The changes were occasioned on account of at least three stated reasons: (i) for the ease of doing business; (ii) to meet corporate demand and address problems faced by stakeholders; and (iii) removal of inadvertent errors or discrepancies. The nature of the changes proposed in the Bill has already been discussed extensively here and here.
At an overall level, the Bill seeks to undo some of the rigidities of the 2013 Act. It has been found that while the 2013 Act enhances corporate governance and compliance requirements in the interests of the investors, it also imposes onerous obligations on companies thereby increasing the costs of doing business. This apparently does not augur well with the Government’s move towards enhancing the ease of doing business with a view to attracting higher levels of foreign investment especially given the express thrust of the “Make in India” policy. Moreover, in order to improve India’s ranking in the World Bank Doing Business report, measures must be seen to be taken. These drivers seem to be behind the Bill.
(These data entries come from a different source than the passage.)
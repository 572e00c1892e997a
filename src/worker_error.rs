use std::fmt;

pub type Result<T> = std::result::Result<T, WorkerError>;

/// Express whether a failure came from the request, the loaded data, or the
/// worker's own logic.
#[derive(Debug, Clone, Copy, PartialEq, Eq)]
pub enum ErrorLayer {
    /// The request itself has structural issues like an unparseable search
    /// specification or a node id that does not exist.  A search that simply
    /// matches nothing is not an error; it is an empty result.
    BadInput,
    /// The dataset content is the problem, like a JSONL line that is not an
    /// object or a mutation index that points past the mutation list.
    DataLayer,
    /// The error seems to involve worker logic rather than the data.
    WorkerLayer,
    /// Something that should be impossible given the ingestion invariants.
    RuntimeInvariantViolation,
}

impl ErrorLayer {
    pub fn name(&self) -> &'static str {
        match self {
            ErrorLayer::BadInput => "bad_input",
            ErrorLayer::DataLayer => "data_layer",
            ErrorLayer::WorkerLayer => "worker_layer",
            ErrorLayer::RuntimeInvariantViolation => "runtime_invariant_violation",
        }
    }
}

/// Payload describing what went wrong for investigation purposes.
#[derive(Debug, Clone)]
pub struct ErrorDetails {
    pub layer: ErrorLayer,
    /// Stringified version of the lower level error.
    pub message: String,
}

/// Failures are always scoped: a `RequestProblem` fails one request, an
/// `IngestionProblem` leaves the dataset unset.  Neither stops the worker.
#[derive(Debug, Clone)]
pub enum WorkerError {
    RequestProblem(ErrorDetails),
    IngestionProblem(ErrorDetails),
    UnsupportedFiletype(String),
}

impl WorkerError {
    pub fn bad_request(message: impl Into<String>) -> WorkerError {
        WorkerError::RequestProblem(ErrorDetails {
            layer: ErrorLayer::BadInput,
            message: message.into(),
        })
    }

    pub fn bad_data(message: impl Into<String>) -> WorkerError {
        WorkerError::IngestionProblem(ErrorDetails {
            layer: ErrorLayer::DataLayer,
            message: message.into(),
        })
    }

    pub fn invariant(message: impl Into<String>) -> WorkerError {
        WorkerError::RequestProblem(ErrorDetails {
            layer: ErrorLayer::RuntimeInvariantViolation,
            message: message.into(),
        })
    }

    pub fn layer(&self) -> ErrorLayer {
        match self {
            WorkerError::RequestProblem(details) | WorkerError::IngestionProblem(details) => {
                details.layer
            }
            WorkerError::UnsupportedFiletype(_) => ErrorLayer::BadInput,
        }
    }

    pub fn message(&self) -> String {
        match self {
            WorkerError::RequestProblem(details) | WorkerError::IngestionProblem(details) => {
                details.message.clone()
            }
            WorkerError::UnsupportedFiletype(_) => {
                "Only Taxonium jsonl files are supported (could not find 'jsonl' in filename)"
                    .to_string()
            }
        }
    }
}

impl fmt::Display for WorkerError {
    fn fmt(&self, f: &mut fmt::Formatter<'_>) -> fmt::Result {
        match self {
            WorkerError::RequestProblem(details) => {
                write!(f, "request problem ({}): {}", details.layer.name(), details.message)
            }
            WorkerError::IngestionProblem(details) => {
                write!(f, "ingestion problem ({}): {}", details.layer.name(), details.message)
            }
            WorkerError::UnsupportedFiletype(filename) => {
                write!(f, "unsupported upload {}: {}", filename, self.message())
            }
        }
    }
}

impl std::error::Error for WorkerError {}

// JSON parse errors surface through requests far more often than through
// ingestion, which wraps its own parsing with line context.
impl From<serde_json::Error> for WorkerError {
    fn from(err: serde_json::Error) -> WorkerError {
        WorkerError::RequestProblem(ErrorDetails {
            layer: ErrorLayer::BadInput,
            message: err.to_string(),
        })
    }
}

/// IO only happens while loading a dataset or the worker config.
impl From<std::io::Error> for WorkerError {
    fn from(err: std::io::Error) -> WorkerError {
        WorkerError::IngestionProblem(ErrorDetails {
            layer: ErrorLayer::WorkerLayer,
            message: err.to_string(),
        })
    }
}

impl From<toml::de::Error> for WorkerError {
    fn from(err: toml::de::Error) -> WorkerError {
        WorkerError::RequestProblem(ErrorDetails {
            layer: ErrorLayer::BadInput,
            message: err.to_string(),
        })
    }
}
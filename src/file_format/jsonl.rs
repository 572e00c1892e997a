//! Taxonium JSONL: one header object, then one object per node.
//!
//! ```text
//! {"version": "2.0", "mutations": [{"gene": "S", "residue_pos": 484, ...}], "total_nodes": 3, "config": {}}
//! {"node_id": 0, "parent_id": 0, "x_dist": 0, "y": 1, "num_tips": 2, "mutations": []}
//! {"node_id": 1, "parent_id": 0, "x_dist": 2, "y": 0, "num_tips": 1, "mutations": [0], "name": "A", "meta_Country": "UK"}
//! ```

use serde::Deserialize;
use serde_json::{from_str, from_value, Map, Value};
use tracing::{debug, info_span};

use super::{
    dataset::{Dataset, Mutation, Node},
    StatusMessage, StatusReporter,
};
use crate::worker_error::{Result, WorkerError};

#[derive(Deserialize)]
struct JsonlHeader {
    #[serde(default)]
    mutations: Vec<Mutation>,
    #[serde(default)]
    total_nodes: Option<usize>,
    #[serde(default)]
    config: Map<String, Value>,
}

const UNSIZED_REPORT_INTERVAL: usize = 100_000;

pub fn ingest_jsonl(text: &str, report: &StatusReporter) -> Result<Dataset> {
    let span = info_span!("ingest_jsonl", bytes = text.len());
    let _span_guard = span.enter();

    let mut lines = text
        .lines()
        .enumerate()
        .filter(|(_, line)| !line.trim().is_empty());

    let (_, header_line) = lines
        .next()
        .ok_or_else(|| WorkerError::bad_data("the jsonl file is empty"))?;
    let header: JsonlHeader = from_str(header_line)
        .map_err(|err| WorkerError::bad_data(format!("bad jsonl header: {}", err)))?;
    report(StatusMessage::progress("Loaded header", Some(0)));

    let total = header.total_nodes.unwrap_or(0);
    let report_interval = if total > 0 {
        (total / 10).max(1)
    } else {
        UNSIZED_REPORT_INTERVAL
    };

    // Sizes in the file are untrusted, so nothing is allocated from
    // `total_nodes` or from node ids until the ids are known to be in range.
    let mut nodes = vec![];
    let mut node_muts = vec![];
    for (line_ix, line) in lines {
        let (node, muts) = parse_node_line(line)
            .map_err(|err| WorkerError::bad_data(format!("line {}: {}", line_ix + 1, err.message())))?;
        if !muts.is_empty() {
            node_muts.push((node.node_id, muts));
        }
        nodes.push(node);

        if nodes.len() % report_interval == 0 {
            let percentage = if total > 0 {
                Some(((nodes.len() * 100) / total).min(100) as u32)
            } else {
                None
            };
            report(StatusMessage::progress("Loading nodes", percentage));
        }
    }

    // Lines may be ordered by rank rather than id, so mutation lists are
    // placed by id once every node has been read.
    let mut node_to_mut = vec![vec![]; nodes.len()];
    for (node_id, muts) in node_muts {
        let slot = node_to_mut.get_mut(node_id).ok_or_else(|| {
            WorkerError::bad_data(format!(
                "node id {} is out of range for a tree of {} nodes",
                node_id,
                nodes.len()
            ))
        })?;
        *slot = muts;
    }
    debug!(nodes = nodes.len(), mutations = header.mutations.len(), "parsed jsonl");

    report(StatusMessage::progress("Indexing tree", Some(100)));
    Dataset::build(nodes, header.mutations, node_to_mut, header.config)
}

fn parse_node_line(line: &str) -> Result<(Node, Vec<usize>)> {
    let mut value: Value = from_str(line)?;
    let obj = value
        .as_object_mut()
        .ok_or_else(|| WorkerError::bad_data("node line is not an object"))?;
    let muts = match obj.remove("mutations") {
        Some(Value::Null) | None => vec![],
        Some(m) => from_value(m)?,
    };
    let node: Node = from_value(value)?;
    Ok((node, muts))
}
While the Bill does address several aspects (as detailed in the links above), they are arguably not all that material. It does help that requirements such as minimum paid-up capital are being done away with and those such as common seal are being made optional. However, there are other somewhat archaic concepts that remain untouched, including the requirement of object clause (leading to the ultra vires doctrine), authorised capital and par value of shares. Many countries have progressively done away with these requirements as they no longer serve the intended purpose, but the 2013 Act remains wedded to them. It is perhaps time to reconsider some of these as well.
The most significant change, in my view, if the softening of the rules pertaining to related party transactions. Of course, while businesses may heave a sigh of relief, those arguing for greater minority protection may resent the move. Most other changes are rather procedural, although some of them may be material.
In all, once the President provides his assent, the amendment will become law, but it is unlikely to make any significant impact on the ground, except on some specific matters such as related party transactions.